At Ben Youssef Medersa, a 16th-century Koranic boarding school turned museum, visitors can see colorful mosaic zellij tiles and intricate stucco carvings inscribed with Muslim invocations. —Jennye Garibaldi Place Ben Youssef, 212/(0) 24-441-893. Photo by Thomas Dressler/Age Fotostock. This appeared in the July/August 2011 issue.
All the labyrinthine streets of the medina lead to Djemaa el Fna. Before sunset, sit on a terrace, sip hot mint tea, and take in the panoramic view of the teeming central square. As the sun lowers in the sky, the ancient mud walls turn pink to orange and smoke wafts as hundreds of cooks start barbecuing. The food stalls are organized in rows; the local fare is sumptuous; and the prices are fixed, which is a nice break after haggling in the souks or square for everything from henna to a photo with a monkey or snake charmer. Seating is picnic table-style so don't be shy, grab a seat and talk with your neighbor. It's a great chance to meet fellow travelers and locals alike. After a feast of tagine, cous cous and olives, wash it down with fresh orange juice. Wander the square and be entranced by fire jugglers, musicians, dancers, fortune-tellers and storytellers. As you walk back to your riad through the medina, listen for the evening call to prayer rising from the Koutoubia Mosque. Marrakech is one of the most magical cities in the world.

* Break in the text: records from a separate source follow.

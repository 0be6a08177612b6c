use std::io;
use std::sync::{Arc, Mutex, MutexGuard, PoisonError};

use googlelog::{Entry, LogClient};

use crate::config::GcpLogConfig;
use crate::error::{Error, ParseError};
use crate::level::LevelModifier;
use crate::metrics;
use crate::parser::LogParser;

/// Turns raw log output into entries for a [`LogClient`].
///
/// Each call to [`write`](EntryWriter::write) takes one complete log line, parses it,
/// applies the [`LevelModifier`] and queues the result. One instance can be shared
/// between threads.
///
/// Through [`io::Write`] the input is a byte stream instead: lines are split on `\n`,
/// so it can be written in fragments.
pub struct EntryWriter {
    parser: LogParser,
    modifier: LevelModifier,
    client: Arc<dyn LogClient>,
    // Bytes written through `io::Write` after the last newline.
    partial: Mutex<Vec<u8>>,
}

impl EntryWriter {
    /// A writer for JSON lines that leaves the level fields alone.
    pub fn new(client: Arc<dyn LogClient>) -> Self {
        EntryWriter {
            parser: LogParser::default(),
            modifier: LevelModifier::default(),
            client,
            partial: Mutex::new(Vec::new()),
        }
    }

    /// Creates the Cloud Logging client described by `config` and a writer on top of it.
    pub fn from_config(config: &GcpLogConfig) -> Result<Self, Error> {
        let client = config.gcp.cloud_logger(&config.log_id)?;
        Ok(EntryWriter::new(Arc::new(client))
            .with_parser(config.parser)
            .with_level_modifier(config.level_modifier.clone()))
    }

    pub fn with_parser(self, parser: LogParser) -> Self {
        EntryWriter { parser, ..self }
    }

    pub fn with_level_modifier(self, modifier: LevelModifier) -> Self {
        EntryWriter { modifier, ..self }
    }

    /// Forwards one log line. On success the whole buffer counts as written, whatever
    /// ends up in the payload.
    pub fn write(&self, buf: &[u8]) -> Result<usize, ParseError> {
        let mut fields = self.parser.parse(buf).map_err(|e| {
            metrics::PARSE_FAILURES.inc();
            e
        })?;
        let severity = self.modifier.apply(&mut fields).unwrap_or_default();
        metrics::ENTRIES_FORWARDED
            .with_label_values(&[severity.as_ref()])
            .inc();
        self.client.log(Entry::new(severity, fields));
        Ok(buf.len())
    }

    /// Blocks until the client has delivered everything written so far. Meant for shutdown.
    ///
    /// An unterminated line left by [`io::Write`] is forwarded first. If it cannot be
    /// parsed it is reported on stderr and dropped.
    pub fn flush(&self) -> Result<(), googlelog::Error> {
        if let Err(err) = self.write_partial() {
            eprintln!("Dropping unterminated log line: {}", err);
        }
        self.client.flush()
    }

    fn partial(&self) -> MutexGuard<'_, Vec<u8>> {
        self.partial.lock().unwrap_or_else(PoisonError::into_inner)
    }

    /// Forwards every complete line of `partial`, keeping the unterminated rest.
    /// All lines are forwarded even if one fails; the first failure is returned.
    fn write_lines(&self, partial: &mut Vec<u8>) -> Result<(), ParseError> {
        let mut result = Ok(());
        while let Some(end) = partial.iter().position(|&b| b == b'\n') {
            let line: Vec<u8> = partial.drain(..=end).collect();
            if let Err(err) = self.write_line(&line[..end]) {
                result = result.and(Err(err));
            }
        }
        result
    }

    fn write_partial(&self) -> Result<(), ParseError> {
        let line = std::mem::take(&mut *self.partial());
        self.write_line(&line)
    }

    // Blank lines are skipped.
    fn write_line(&self, line: &[u8]) -> Result<(), ParseError> {
        let line = line.strip_suffix(b"\r").unwrap_or(line);
        if line.iter().all(u8::is_ascii_whitespace) {
            return Ok(());
        }
        self.write(line).map(|_| ())
    }
}

/// Splits the written bytes into lines and forwards each complete one.
///
/// A `write` that completes a line which cannot be parsed fails with
/// [`io::ErrorKind::InvalidData`]; its bytes are consumed nonetheless. `flush` forwards
/// an unterminated line but does not drain the client. Use [`EntryWriter::flush`] at
/// shutdown for that.
impl io::Write for EntryWriter {
    fn write(&mut self, buf: &[u8]) -> io::Result<usize> {
        let mut partial = self.partial();
        partial.extend_from_slice(buf);
        self.write_lines(&mut partial)
            .map_err(|e| io::Error::new(io::ErrorKind::InvalidData, e))?;
        Ok(buf.len())
    }

    fn flush(&mut self) -> io::Result<()> {
        self.write_partial()
            .map_err(|e| io::Error::new(io::ErrorKind::InvalidData, e))
    }
}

The tiny coastal village of Oualidia’s low-key vibe makes it a popular retreat from Marrakech as well as the go-to spot for surfers—novice or otherwise. La Sultana, set against the flamingo-dotted Oualidia lagoon, has 11 rooms and suites that showcase Moroccan craftsmanship with marble floors, terra-cotta tile work, and sandstone ceilings. Last year the hotel added an ornate tree house that overlooks the lagoon. Spend the day lounging on the hotel’s private stretch of beach or at the pool. The lagoon’s famous oysters are a staple on the seafood-centric restaurant menu. From $355. This appeared in the March/April 2014 issue. Photo courtesy of Boutique Souk. La Sultana can be booked through Boutique Souk.
You leave Royal Mansour with an entirely new appreciation for craftsmanship. Local artisans are responsible for the gorgeous zellige ceramic tiles, intricate carved wood, and molded plasterwork found throughout the 8.6-acre property. Commissioned by King Mohammed VI of Morocco, Royal Mansour was designed to feel like a medina within the city’s own medina. Fifty-three private riads, each three stories high, feel like mini-palaces, with on-call butlers and rooms arranged around open-air courtyards. Despite the lavish interiors, I couldn’t pull myself off the private roof terrace, which came with a plunge pool, fireplace, and dining area beneath a Bedouin tent. The price tag is outrageous, but you are truly treated like royalty. From $2,250.
It took four years to build this hotel at the base of the Atlas Mountains. French designer Jacques Garcia included black-and-white zellij tile work and other intricate Moorish details. Each of the hotel’s five guest riads (typical Moroccan houses) comes with a private garden and heated pool. At the spa, guests can choose from hydrotherapies and traditional remedies such as a facial mask that uses rhassoul clay from the mountains. The hotel’s stables house 16 Arabian purebreds, which visitors can meet on a stable tour when the steeds aren’t roaming the property. From $392. 212/(0) 52-445-9600. Photo courtesy of Hôtel Selman. This appeared in the January/February 2013 issue.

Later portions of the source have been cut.